Problem requirements:
Show all lines of the listing that contain the word "ScoreField".
====== Exercise inputs ======
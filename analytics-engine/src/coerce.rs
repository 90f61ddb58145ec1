use dashboard_core::ContentRecord;
use serde::{Deserialize, Serialize};

/// Missing numeric fields count as zero in every sum, mean and threshold.
pub trait OrZero {
    fn or_zero(self) -> f64;
}

impl OrZero for Option<f64> {
    fn or_zero(self) -> f64 {
        self.unwrap_or(0.0)
    }
}

impl OrZero for Option<i64> {
    fn or_zero(self) -> f64 {
        self.unwrap_or(0) as f64
    }
}

#[derive(Debug, Clone, Copy, PartialEq, Eq, Hash, Serialize, Deserialize)]
#[serde(rename_all = "snake_case")]
pub enum ScoreField {
    Relevance,
    Emotion,
    Pain,
}

impl ScoreField {
    pub fn of(&self, record: &ContentRecord) -> f64 {
        match self {
            ScoreField::Relevance => record.relevance_score.or_zero(),
            ScoreField::Emotion => record.emotion_score.or_zero(),
            ScoreField::Pain => record.pain_score.or_zero(),
        }
    }
}

pub fn relevance(record: &ContentRecord) -> f64 {
    ScoreField::Relevance.of(record)
}

pub fn roi(record: &ContentRecord) -> f64 {
    record.roi_weight.or_zero()
}

pub(crate) fn round_to(value: f64, places: i32) -> f64 {
    let factor = 10f64.powi(places);
    (value * factor).round() / factor
}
======
Reply to the exercise:
pub enum ScoreField {
impl ScoreField {
            ScoreField::Relevance => record.relevance_score.or_zero(),
            ScoreField::Emotion => record.emotion_score.or_zero(),
            ScoreField::Pain => record.pain_score.or_zero(),
    ScoreField::Relevance.of(record)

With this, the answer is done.